- **Assignment**:
Only lines holding "currently" are wanted; copy each of them from the records below.

(Dataset excerpts)
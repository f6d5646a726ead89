//! Core data model: orders, fulfillment units, batches, and routes.
//!
//! Orders and fleet snapshots are supplied by external collaborators and are
//! never mutated by the pipeline; batches and routes are produced inside one
//! dispatch cycle. Unit load and the active assignment are the only mutable
//! fields, and only [`crate::fleet::FleetAllocator`] touches them.

use chrono::{DateTime, Utc};
use serde::{Deserialize, Serialize};

use crate::geo::GeoPoint;

/// External identity of a delivery order.
#[derive(Debug, Clone, PartialEq, Eq, Hash, Serialize, Deserialize)]
pub struct OrderId(pub String);

impl std::fmt::Display for OrderId {
    fn fmt(&self, f: &mut std::fmt::Formatter<'_>) -> std::fmt::Result {
        f.write_str(&self.0)
    }
}

/// External identity of a mobile fulfillment unit.
#[derive(Debug, Clone, PartialEq, Eq, Hash, Serialize, Deserialize)]
pub struct MfuId(pub String);

impl std::fmt::Display for MfuId {
    fn fmt(&self, f: &mut std::fmt::Formatter<'_>) -> std::fmt::Result {
        f.write_str(&self.0)
    }
}

/// Cycle-local route identity, derived from the originating batch index so
/// identical inputs always produce identical ids.
#[derive(Debug, Clone, Copy, PartialEq, Eq, Hash, PartialOrd, Ord, Serialize, Deserialize)]
pub struct RouteId(pub u32);

impl std::fmt::Display for RouteId {
    fn fmt(&self, f: &mut std::fmt::Formatter<'_>) -> std::fmt::Result {
        write!(f, "route-{}", self.0)
    }
}

/// An incoming delivery order. Immutable once created; the pipeline consumes
/// it but never rewrites it.
#[derive(Debug, Clone, PartialEq, Serialize, Deserialize)]
pub struct Order {
    pub id: OrderId,
    /// Customer address, carried opaquely for downstream collaborators.
    pub address: String,
    pub location: GeoPoint,
    pub products: Vec<String>,
    /// Priority rank; lower is more urgent.
    pub priority: i32,
    pub placed_at: DateTime<Utc>,
    pub deadline: Option<DateTime<Utc>>,
}

impl Order {
    /// Check the order for nonsense that would poison a batch. Rejection is
    /// per-order; the rest of the cycle proceeds.
    pub fn validate(&self) -> Result<(), RejectionReason> {
        if !self.location.is_valid() {
            return Err(RejectionReason::InvalidCoordinates {
                lat: self.location.lat,
                lng: self.location.lng,
            });
        }
        if self.priority < 0 {
            return Err(RejectionReason::NegativePriority(self.priority));
        }
        Ok(())
    }
}

/// Why an order was excluded from the cycle.
#[derive(Debug, Clone, PartialEq, Serialize, Deserialize, thiserror::Error)]
pub enum RejectionReason {
    #[error("coordinates ({lat}, {lng}) are outside the valid range")]
    InvalidCoordinates { lat: f64, lng: f64 },
    #[error("priority {0} is negative")]
    NegativePriority(i32),
}

/// An order excluded from the cycle, reported back to the caller.
#[derive(Debug, Clone, PartialEq, Serialize, Deserialize)]
pub struct RejectedOrder {
    pub order: Order,
    pub reason: RejectionReason,
}

/// A route a unit is currently working through, with a cursor over the stops
/// already delivered.
#[derive(Debug, Clone, PartialEq, Serialize, Deserialize)]
pub struct ActiveAssignment {
    pub route: Route,
    /// Index of the next undelivered stop in `route.orders`.
    pub next_stop: usize,
}

impl ActiveAssignment {
    pub fn new(route: Route) -> Self {
        Self {
            route,
            next_stop: 0,
        }
    }

    /// The next stop to visit, if any remain.
    pub fn next_order(&self) -> Option<&Order> {
        self.route.orders.get(self.next_stop)
    }
}

/// A mobile fulfillment unit: a vehicle carrying a capacity-bounded set of
/// orders. Owned by the allocator for the duration of one dispatch cycle.
#[derive(Debug, Clone, PartialEq, Serialize, Deserialize)]
pub struct MobileFulfillmentUnit {
    pub id: MfuId,
    pub location: GeoPoint,
    /// Total capacity in order units.
    pub capacity: u32,
    /// Orders currently on board.
    pub load: u32,
    pub assignment: Option<ActiveAssignment>,
}

impl MobileFulfillmentUnit {
    pub fn new(id: MfuId, location: GeoPoint, capacity: u32) -> Self {
        Self {
            id,
            location,
            capacity,
            load: 0,
            assignment: None,
        }
    }

    /// A unit is idle when it has no route in progress.
    pub fn is_idle(&self) -> bool {
        self.assignment.is_none()
    }
}

/// An ephemeral grouping of orders intended to ride on one route. Produced by
/// the batch builder, consumed once by the sequencer.
#[derive(Debug, Clone, PartialEq, Serialize, Deserialize)]
pub struct Batch {
    pub orders: Vec<Order>,
    pub centroid: GeoPoint,
    /// Tightest delivery deadline among members, if any carry one.
    pub earliest_deadline: Option<DateTime<Utc>>,
}

impl Batch {
    /// Build a batch from its members, computing the centroid and deadline
    /// bound. Callers guarantee `orders` is nonempty.
    pub fn from_orders(orders: Vec<Order>) -> Self {
        let centroid = centroid_of(&orders);
        let earliest_deadline = orders.iter().filter_map(|o| o.deadline).min();
        Self {
            orders,
            centroid,
            earliest_deadline,
        }
    }

    pub fn len(&self) -> usize {
        self.orders.len()
    }

    pub fn is_empty(&self) -> bool {
        self.orders.is_empty()
    }
}

/// Arithmetic mean of the member coordinates. Adequate at delivery-zone scale;
/// batches are bounded to a few kilometres of spread.
pub fn centroid_of(orders: &[Order]) -> GeoPoint {
    if orders.is_empty() {
        return GeoPoint::new(0.0, 0.0);
    }
    let n = orders.len() as f64;
    let lat = orders.iter().map(|o| o.location.lat).sum::<f64>() / n;
    let lng = orders.iter().map(|o| o.location.lng).sum::<f64>() / n;
    GeoPoint::new(lat, lng)
}

/// A drivable visiting sequence over one batch's orders. Created by the
/// sequencer; the allocator sets `mfu` exactly once on assignment.
#[derive(Debug, Clone, PartialEq, Serialize, Deserialize)]
pub struct Route {
    pub id: RouteId,
    /// Orders in visiting order; always a permutation of the source batch.
    pub orders: Vec<Order>,
    pub total_distance_km: f64,
    pub total_time_minutes: f64,
    /// Stop coordinates in visiting order.
    pub waypoints: Vec<GeoPoint>,
    /// Owning unit, set by the allocator.
    pub mfu: Option<MfuId>,
}

#[cfg(test)]
mod tests {
    use super::*;
    use chrono::TimeZone;

    fn order_at(id: &str, lat: f64, lng: f64) -> Order {
        Order {
            id: OrderId(id.to_string()),
            address: String::new(),
            location: GeoPoint::new(lat, lng),
            products: vec!["item".to_string()],
            priority: 1,
            placed_at: Utc.timestamp_opt(1_700_000_000, 0).unwrap(),
            deadline: None,
        }
    }

    #[test]
    fn centroid_is_mean_of_member_coordinates() {
        let orders = vec![order_at("a", 40.0, -74.0), order_at("b", 42.0, -72.0)];
        let c = centroid_of(&orders);
        assert!((c.lat - 41.0).abs() < 1e-9);
        assert!((c.lng - -73.0).abs() < 1e-9);
    }

    #[test]
    fn batch_tracks_earliest_deadline() {
        let t0 = Utc.timestamp_opt(1_700_000_000, 0).unwrap();
        let mut a = order_at("a", 40.0, -74.0);
        a.deadline = Some(t0 + chrono::Duration::hours(2));
        let mut b = order_at("b", 40.0, -74.0);
        b.deadline = Some(t0 + chrono::Duration::hours(1));
        let batch = Batch::from_orders(vec![a, b]);
        assert_eq!(batch.earliest_deadline, Some(t0 + chrono::Duration::hours(1)));
    }

    #[test]
    fn validate_rejects_bad_coordinates_and_priority() {
        let good = order_at("a", 40.0, -74.0);
        assert!(good.validate().is_ok());

        let bad_coords = order_at("b", 95.0, -74.0);
        assert!(matches!(
            bad_coords.validate(),
            Err(RejectionReason::InvalidCoordinates { .. })
        ));

        let mut bad_priority = order_at("c", 40.0, -74.0);
        bad_priority.priority = -1;
        assert!(matches!(
            bad_priority.validate(),
            Err(RejectionReason::NegativePriority(-1))
        ));
    }
}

- **Task solution**:
/// A route a unit is currently working through, with a cursor over the stops
    /// Orders currently on board.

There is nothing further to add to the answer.